Indian actor and comedian (born 1964)

João Francisco Silva (born 20 February 1964), known professionally as John D' Silva, is an Indian actor, comedian, playwright, and director known for his work in Konkani films and tiatr productions. Referred to as the "Emperor of the Konkani stage", he is the first tiatrist (theatre performer) to enter the Limca Book of Records in 2010 for acting, writing, directing and producing 25 tiatrs having a double alphabet in their titles. He has been described as a superstar of Konkani cinema.

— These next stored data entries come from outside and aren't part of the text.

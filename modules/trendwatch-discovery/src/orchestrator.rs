//! Discovery sequencing: cache lookup → scoring → expansion → cache write →
//! service annotation.

use std::collections::HashMap;
use std::sync::Arc;

use chrono::{DateTime, Utc};
use tokio::sync::Mutex;
use tracing::info;

use trendwatch_common::{
    annotate, scenario_names, seeds_for, DiscoveryView, RelatedKeyword, ScoredKeyword,
};

use crate::cache::SnapshotCache;
use crate::config::DiscoveryConfig;
use crate::error::DiscoveryError;
use crate::expander::RelatedExpander;
use crate::scorer::BatchScorer;
use crate::traits::{Clock, Sleeper, SnapshotStore, TrendSource};

/// The public entry point for keyword discovery. All dependencies are
/// injected at construction; binaries wire the real client, store, sleeper
/// and clock, tests substitute fakes.
pub struct DiscoveryOrchestrator {
    source: Arc<dyn TrendSource>,
    cache: SnapshotCache,
    sleeper: Arc<dyn Sleeper>,
    config: DiscoveryConfig,
    // Per-(scenario, geo) single-flight locks: concurrent cache-miss callers
    // collapse onto one recomputation.
    inflight: Mutex<HashMap<(String, String), Arc<Mutex<()>>>>,
}

impl DiscoveryOrchestrator {
    pub fn new(
        source: Arc<dyn TrendSource>,
        store: Arc<dyn SnapshotStore>,
        sleeper: Arc<dyn Sleeper>,
        clock: Arc<dyn Clock>,
        config: DiscoveryConfig,
    ) -> Self {
        Self {
            cache: SnapshotCache::new(store, clock, config.ttl),
            source,
            sleeper,
            config,
            inflight: Mutex::new(HashMap::new()),
        }
    }

    /// All configured scenario names.
    pub fn list_scenarios(&self) -> Vec<String> {
        scenario_names()
    }

    /// Discover the loudest keywords for a scenario and their related
    /// terms. Serves from the snapshot cache when a fresh row exists and
    /// `force_refresh` is off; otherwise recomputes and caches best-effort.
    ///
    /// Only an unknown scenario is an error. Upstream and store failures
    /// degrade to partial data.
    pub async fn discover(
        &self,
        scenario: &str,
        geo: &str,
        top_n: usize,
        force_refresh: bool,
    ) -> Result<DiscoveryView, DiscoveryError> {
        if seeds_for(scenario).is_none() {
            return Err(DiscoveryError::UnknownScenario(scenario.to_string()));
        }

        if !force_refresh {
            if let Some(snapshot) = self.cache.read(scenario, geo).await {
                return Ok(assemble(
                    scenario,
                    geo,
                    &snapshot.top_keywords,
                    &snapshot.related_keywords,
                    snapshot.created_at,
                    true,
                ));
            }
        }

        let key_lock = self.key_lock(scenario, geo).await;
        let _guard = key_lock.lock().await;

        // A concurrent miss may have filled the cache while we waited on
        // the lock.
        if !force_refresh {
            if let Some(snapshot) = self.cache.read(scenario, geo).await {
                return Ok(assemble(
                    scenario,
                    geo,
                    &snapshot.top_keywords,
                    &snapshot.related_keywords,
                    snapshot.created_at,
                    true,
                ));
            }
        }

        info!(scenario, geo, top_n, force_refresh, "Starting keyword discovery");

        let scorer = BatchScorer::new(self.source.as_ref(), self.sleeper.as_ref(), &self.config);
        let top_keywords = scorer.score_top_keywords(scenario, geo, top_n).await?;

        // The scoring and expansion stages share the source's client-wide
        // rate limit; pause between them.
        self.sleeper.sleep(self.config.stage_pause).await;

        let expander = RelatedExpander::new(self.source.as_ref(), self.sleeper.as_ref(), &self.config);
        let related_keywords = expander
            .expand_related(&top_keywords, geo, self.config.max_related_per_term)
            .await;

        let created_at = self
            .cache
            .write(scenario, geo, &top_keywords, &related_keywords)
            .await;

        Ok(assemble(
            scenario,
            geo,
            &top_keywords,
            &related_keywords,
            created_at,
            false,
        ))
    }

    async fn key_lock(&self, scenario: &str, geo: &str) -> Arc<Mutex<()>> {
        let mut inflight = self.inflight.lock().await;
        inflight
            .entry((scenario.to_string(), geo.to_string()))
            .or_insert_with(|| Arc::new(Mutex::new(())))
            .clone()
    }
}

/// Annotate both keyword lists with the current service table and assemble
/// the response. Annotation happens on every read, cache hit or not.
fn assemble(
    scenario: &str,
    geo: &str,
    top_keywords: &[ScoredKeyword],
    related_keywords: &[RelatedKeyword],
    as_of: DateTime<Utc>,
    served_from_cache: bool,
) -> DiscoveryView {
    DiscoveryView {
        scenario: scenario.to_string(),
        geo: geo.to_string(),
        top_keywords: top_keywords.iter().map(|k| annotate(k, scenario)).collect(),
        related_keywords: related_keywords
            .iter()
            .map(|k| annotate(k, scenario))
            .collect(),
        as_of,
        served_from_cache,
    }
}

Silva is also the first tiatrist to have released his 25th tiatr nattok in London and Germany and thereafter to have staged it throughout the state of Goa. He has also acted in the Konkani movies Padri (2005), O Maria (2010), Nachom-ia Kumpasar (2015), Nirmon (2015) and O La La (2018). He is the first tiatrist to have received the inaugural Yuva Srujan Puraskar award for the year 2008 from the Government of Goa for his contributions to Konkani theatre. He has acted in the Hindi TV series Bhabiji Ghar Par Hain! and the Hindi webseries Kankhajura.

His YouTube channel is the first Goan individual Konkani channel to receive the Silver Play Button in 2025.

==Select filmography==

- Padri (2005)
- O Maria (2010)
- Home Sweet Home (2014)
- Home Sweet Home 2 (2015)
- Nachom-ia Kumpasar (2015)
- Connection (2017)
- Amizade (2018)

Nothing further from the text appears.